Because Stella Barra opened in Southern California, the land of diet fads, Mahin also offers each of his pizzas in a “thin sin” crust version. When my server asked if I wanted thin sin crust on any of my pizzas, I flashed him a look of disbelief, confusion and anger, the kind of look I imagine my grandmother would have after watching Miley Cyrus twerking on the MTV Video Music Awards. I eat butter. I use sugar. I do not diet. But my job is to judge the result and not the idea, so I relented and got one of my pies this way. I’m glad I did. The result is a crisp, almost baked tortilla-like crust that crackled with each bite. The closest I’ve had to thin sin crust might be a Chicago cracker-thin crust. But cracker crust is usually dry, whereas Mahin’s thin sin had a slight pliability and moisture I haven’t tasted anywhere else.

The toppings: I had my thin sin crust topped with golden translucent shaved rounds of butternut squash, crunchy candied bits of bacon, slivers of fiery Calabrian chili, wisps of parmesan and pungent spicy florets of oregano ($15.95). The sweetness of the squash and the occasional smiting bite of the chili was explosive. Fancy pizzas abound here, including one with gruyere and black truffle ($15.95), but I wondered what happened when Mahin couldn’t hide behind luxury ingredients, so I checked out the basic pepperoni pie ($14.95). Topped with pliable milky knobs of mozzarella that ooze over the crust like cheese lava when it hits the oven and wafers of crackling garlicky pepperoni from Hobbs’ Applewood Smoked Meats (Thomas Keller and many famous chefs use Hobbs), the pizza was perfect. The pepperoni had a nice satisfying bit of fat, but did not exude that gross orange filler grease you find on many substandard pies.

The sauce: While the cheese and meat were stellar, the real star was the chunky salsa-like tomato sauce, which had a tremendous mouth-watering savoriness rounded out by a sweet finishing note. If I could, I’d carry a flask of the stuff with me for dipping breadsticks, or drinking straight, whenever I felt like it.

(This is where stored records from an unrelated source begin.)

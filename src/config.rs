//! # Bus configuration.
//!
//! Provides [`BusConfig`], the settings accepted by [`BusBuilder`](crate::BusBuilder)
//! when a bus is constructed.
//!
//! ## Sentinel values
//! - `workers = 0` → clamped to 1 (a bus always has at least one worker)
//! - `queue_capacity = 0` → clamped to 1
//! - `max_retries = 0` → a failed message goes straight to the dead-letter handler

use serde::{Deserialize, Serialize};

/// Default number of dispatch workers.
pub const DEFAULT_WORKERS: usize = 10;

/// Default retry bound (counts the initial attempt).
pub const DEFAULT_MAX_RETRIES: u32 = 3;

/// Default capacity of the envelope queue.
pub const DEFAULT_QUEUE_CAPACITY: usize = 1000;

/// Configuration for a [`Bus`](crate::Bus).
///
/// ## Field semantics
/// - `workers`: number of long-lived dispatch tasks draining the queue
/// - `max_retries`: total attempts for a failing message before it is dead-lettered
/// - `queue_capacity`: bound of the envelope queue; async publishers wait when it is full
///
/// ## Notes
/// All fields are public. Prefer the clamped accessors over reading raw values.
///
/// ```
/// use topicbus::BusConfig;
///
/// let cfg: BusConfig = serde_json::from_str(r#"{ "workers": 4 }"#).unwrap();
/// assert_eq!(cfg.workers, 4);
/// assert_eq!(cfg.max_retries, 3);
/// ```
#[derive(Clone, Debug, PartialEq, Eq, Serialize, Deserialize)]
#[serde(default)]
pub struct BusConfig {
    /// Number of dispatch workers.
    pub workers: usize,

    /// Attempt bound for failing messages.
    ///
    /// A message whose handler keeps failing is dispatched `max_retries` times
    /// (at least once) and then handed to the dead-letter handler.
    pub max_retries: u32,

    /// Capacity of the bounded envelope queue.
    pub queue_capacity: usize,
}

impl BusConfig {
    /// Worker count clamped to a minimum of 1.
    #[inline]
    pub fn workers_clamped(&self) -> usize {
        self.workers.max(1)
    }

    /// Queue capacity clamped to a minimum of 1.
    ///
    /// The queue should use this value to avoid constructing an invalid channel.
    #[inline]
    pub fn queue_capacity_clamped(&self) -> usize {
        self.queue_capacity.max(1)
    }
}

impl Default for BusConfig {
    /// Default configuration:
    ///
    /// - `workers = 10`
    /// - `max_retries = 3`
    /// - `queue_capacity = 1000`
    fn default() -> Self {
        Self {
            workers: DEFAULT_WORKERS,
            max_retries: DEFAULT_MAX_RETRIES,
            queue_capacity: DEFAULT_QUEUE_CAPACITY,
        }
    }
}

#[cfg(test)]
mod tests {
    use super::*;

    #[test]
    fn defaults() {
        let cfg = BusConfig::default();
        assert_eq!(cfg.workers, 10);
        assert_eq!(cfg.max_retries, 3);
        assert_eq!(cfg.queue_capacity, 1000);
    }

    #[test]
    fn zero_values_are_clamped() {
        let cfg = BusConfig {
            workers: 0,
            max_retries: 0,
            queue_capacity: 0,
        };
        assert_eq!(cfg.workers_clamped(), 1);
        assert_eq!(cfg.queue_capacity_clamped(), 1);
    }

    #[test]
    fn partial_json_fills_defaults() {
        let cfg: BusConfig = serde_json::from_str(r#"{ "max_retries": 0 }"#).unwrap();
        assert_eq!(cfg.max_retries, 0);
        assert_eq!(cfg.workers, DEFAULT_WORKERS);
        assert_eq!(cfg.queue_capacity, DEFAULT_QUEUE_CAPACITY);
    }
}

Other stuff: This same sauce was slathered on a trio of moist pork meatballs ($12.95) enrobed with thin slices of lardo, aka snowy white pork fat that melted on my tongue. All that pizza and meat required a lightening intermezzo, so I settled on a salad of purple-stained frilly-edged lolla rossa lettuce ($9.95) tossed with crisp wafers of pink-blushed watermelon radish, plump raisins bursting with sweet vinegar-tinged pickling liquid and wisps of smoked caciocavallo (a hard-rind Italian cheese with a soft provolone-like interior). The light, slightly fruity and peppery salad tasted like a trip to the farmer’s market. Though the focus is on pizza, the menu is also full of cured meats and cheese plates ($10.95-11.95), vegetable sides including roasted cauliflower with brown butter, hazelnut and lemon ($9.95) as well as handmade pastas such as pork ragu bucatini ($15.95). Cocktails are balanced and as good as anything you’d find at dedicated cocktail salons around town. I especially dug the Italian Highball ($11), featuring the herb-infused digestif Averna, Cynar artichoke liqueur, lemon juice and spicy ginger. The drink tasted like a bitter nuanced cousin of the Bermudan dark and stormy cocktail.

The scene: The dimly lit room—which features dark walls outfitted with industrial conduit and construction-site hazard light fixtures, big overstuffed booths and mixed styles of mid-century modern dining chairs—feels more like a cool lounge than a pizza parlor.

The bottom line: You may never have heard of Jeff Mahin, but after eating a few of the thoughtful, well-crafted tasty pizzas–some of the best in town–at this new Chicago outpost of Stella Barra, you will not forget his name.

Stella Barra
1954 N. Halsted St. 773-634-4101
Rating: ***

This article first appeared in Redeye Chicago in a different form.